“Although the term ‘consent’ implies acceptance of treatment, the concept of informed consent applies equally to refusal of treatment or to choice among alternative treatments. Competent patients have the right to refuse treatment, even when the refusal will result in disability or death.”33
Consent law would be completely pointless if it did not protect a patient’s right to refuse treatment. Doctors may not override a patient’s refusal of treatment simply because they think it is a foolish or illogical decision. And they may not disregard patients who choose not to take their advice.
If the patient is not giving clear reasons for refusing the proposed treatment, it may be worth probing a little further to find out whether she/he is harbouring hidden fears and anxieties that could be assuaged with further information and discussion. Any such discussion, however, must be conducted sensitively and respectfully, otherwise it could be construed as coercion.
Occasionally, it may be appropriate to assess the patient’s decisional capacity, but the patient’s refusal should never, in itself, be taken as evidence of lack of decisional capacity.
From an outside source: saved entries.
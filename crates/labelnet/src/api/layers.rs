use axum::http::StatusCode;
use axum::routing::post;
use axum::{Json, Router};
use labelnet_structs::{ActivationFunction, Layer, LayerParams, LayerSpec, LayerType, RandomFlipMode};
use serde::Deserialize;

use super::access::{owned_layer, owned_model};
use super::elements::ReorderBody;
use super::forms::{lenient, parse_order};
use super::{ApiError, AppState, CurrentUser};

/// Layer fields as sent by the model editor. Empty strings count as absent.
#[derive(Debug, Default, Deserialize)]
pub struct LayerFields {
    #[serde(default, deserialize_with = "lenient")]
    activation_function: Option<ActivationFunction>,

    #[serde(default, deserialize_with = "lenient")]
    input_x: Option<u32>,

    #[serde(default, deserialize_with = "lenient")]
    input_y: Option<u32>,

    #[serde(default, deserialize_with = "lenient")]
    input_z: Option<u32>,

    #[serde(default, deserialize_with = "lenient")]
    nodes_count: Option<u32>,

    #[serde(default, deserialize_with = "lenient")]
    filters: Option<u32>,

    #[serde(default, deserialize_with = "lenient")]
    kernel_size: Option<u32>,

    #[serde(default, deserialize_with = "lenient")]
    pool_size: Option<u32>,

    #[serde(default, alias = "probability", deserialize_with = "lenient")]
    rate: Option<f64>,

    #[serde(default, deserialize_with = "lenient")]
    scale: Option<String>,

    #[serde(default, deserialize_with = "lenient")]
    offset: Option<f64>,

    #[serde(default, deserialize_with = "lenient")]
    mode: Option<RandomFlipMode>,

    #[serde(default, deserialize_with = "lenient")]
    output_x: Option<u32>,

    #[serde(default, deserialize_with = "lenient")]
    output_y: Option<u32>,
}

impl LayerFields {
    fn params(self) -> LayerParams {
        LayerParams {
            activation_function: self.activation_function,
            input_x: self.input_x,
            input_y: self.input_y,
            input_z: self.input_z,
            nodes_count: self.nodes_count,
            filters: self.filters,
            kernel_size: self.kernel_size,
            pool_size: self.pool_size,
            rate: self.rate,
            scale: self.scale,
            offset: self.offset,
            mode: self.mode,
            output_x: self.output_x,
            output_y: self.output_y,
        }
    }
}

#[derive(Debug, Deserialize)]
pub struct CreateLayerBody {
    model: i64,

    #[serde(default, deserialize_with = "lenient")]
    index: Option<i32>,

    #[serde(rename = "type")]
    layer_type: LayerType,

    #[serde(flatten)]
    fields: LayerFields,
}

#[derive(Debug, Deserialize)]
pub struct EditLayerBody {
    id: i64,

    #[serde(flatten)]
    fields: LayerFields,
}

#[derive(Debug, Deserialize)]
pub struct DeleteLayerBody {
    layer: i64,
}

/// Adds a layer to a model, at `index` or at the end.
#[tracing::instrument(skip(user), fields(user_id = user.0.id))]
pub async fn create_layer_handler(
    user: CurrentUser,
    Json(body): Json<CreateLayerBody>,
) -> Result<Json<Layer>, ApiError> {
    let model = owned_model(body.model, &user.0).await?;
    let spec = LayerSpec::from_params(body.layer_type, &body.fields.params())?;

    let layer = database::layer::insert_layer(model.id, body.index, &spec).await?;
    tracing::debug!(model_id = model.id, layer_id = layer.id, %spec, "Layer created");
    Ok(Json(layer))
}

/// Replaces every field of a layer. The layer type stays the same.
#[tracing::instrument(skip(user), fields(user_id = user.0.id))]
pub async fn edit_layer_handler(
    user: CurrentUser,
    Json(body): Json<EditLayerBody>,
) -> Result<Json<Layer>, ApiError> {
    let (layer, _) = owned_layer(body.id, &user.0).await?;
    let spec = LayerSpec::from_params(layer.spec.layer_type(), &body.fields.params())?;

    Ok(Json(database::layer::update_layer(layer.id, &spec).await?))
}

/// Deletes a layer and closes the gap in the indices of the rest.
#[tracing::instrument(skip(user), fields(user_id = user.0.id))]
pub async fn delete_layer_handler(
    user: CurrentUser,
    Json(body): Json<DeleteLayerBody>,
) -> Result<StatusCode, ApiError> {
    let (layer, _) = owned_layer(body.layer, &user.0).await?;
    database::layer::delete_layer(layer.id).await?;
    Ok(StatusCode::OK)
}

#[tracing::instrument(skip(user), fields(user_id = user.0.id))]
pub async fn reorder_layers_handler(
    user: CurrentUser,
    Json(body): Json<ReorderBody>,
) -> Result<StatusCode, ApiError> {
    let model = owned_model(body.id, &user.0).await?;
    database::layer::reorder_layers(model.id, &parse_order(&body.order)?).await?;
    Ok(StatusCode::OK)
}

pub fn router() -> Router<AppState> {
    Router::new()
        .route("/create-layer/", post(create_layer_handler))
        .route("/edit-layer/", post(edit_layer_handler))
        .route("/delete-layer/", post(delete_layer_handler))
        .route("/reorder-model-layers/", post(reorder_layers_handler))
}

#[cfg(test)]
mod tests {
    use labelnet_structs::LayerKind;

    use super::*;

    #[test]
    fn test_create_body_from_editor_payload() {
        let body: CreateLayerBody = serde_json::from_str(
            r#"{
                "model": 3,
                "index": "",
                "type": "conv2d",
                "activation_function": "relu",
                "filters": "16",
                "kernel_size": 3,
                "input_x": 64,
                "input_y": 64,
                "input_z": 3,
                "nodes_count": "",
                "rate": ""
            }"#,
        )
        .unwrap();

        assert_eq!(body.model, 3);
        assert_eq!(body.index, None);
        let spec = LayerSpec::from_params(body.layer_type, &body.fields.params()).unwrap();
        assert_eq!(
            spec.kind,
            LayerKind::Conv2d {
                filters: 16,
                kernel_size: 3
            }
        );
        assert_eq!(spec.activation_function, Some(ActivationFunction::Relu));
        assert_eq!((spec.input_x, spec.input_y, spec.input_z), (Some(64), Some(64), Some(3)));
    }

    #[test]
    fn test_dropout_accepts_probability_alias() {
        let body: EditLayerBody = serde_json::from_str(r#"{"id": 1, "probability": "0.3"}"#).unwrap();
        let spec = LayerSpec::from_params(LayerType::Dropout, &body.fields.params()).unwrap();
        assert_eq!(spec.kind, LayerKind::Dropout { rate: 0.3 });
    }

    #[test]
    fn test_missing_required_field_is_rejected() {
        let body: CreateLayerBody =
            serde_json::from_str(r#"{"model": 1, "type": "resizing", "output_x": "32"}"#).unwrap();
        assert!(LayerSpec::from_params(body.layer_type, &body.fields.params()).is_err());
    }
}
If the patient is capable, she/he should be given all material information to ensure that the refusal is truly informed. Available alternatives should then be offered, with a reminder that the patient may change his/her mind.
Patients with decisional capacity may also withdraw consent for continuing treatment. If, during a procedure, a patient indicates that she/he wants you to stop, you should stop the procedure as soon as it is safe to do so and then explain the consequences of not proceeding further, without implying coercion. It is important to let patients know that stopping a procedure will not compromise their care.
The rights of patients who lack decisional capacity should also be respected in this regard. If they indicate that they want a procedure to stop because they are in pain or discomfort, their wishes should be complied with, as above.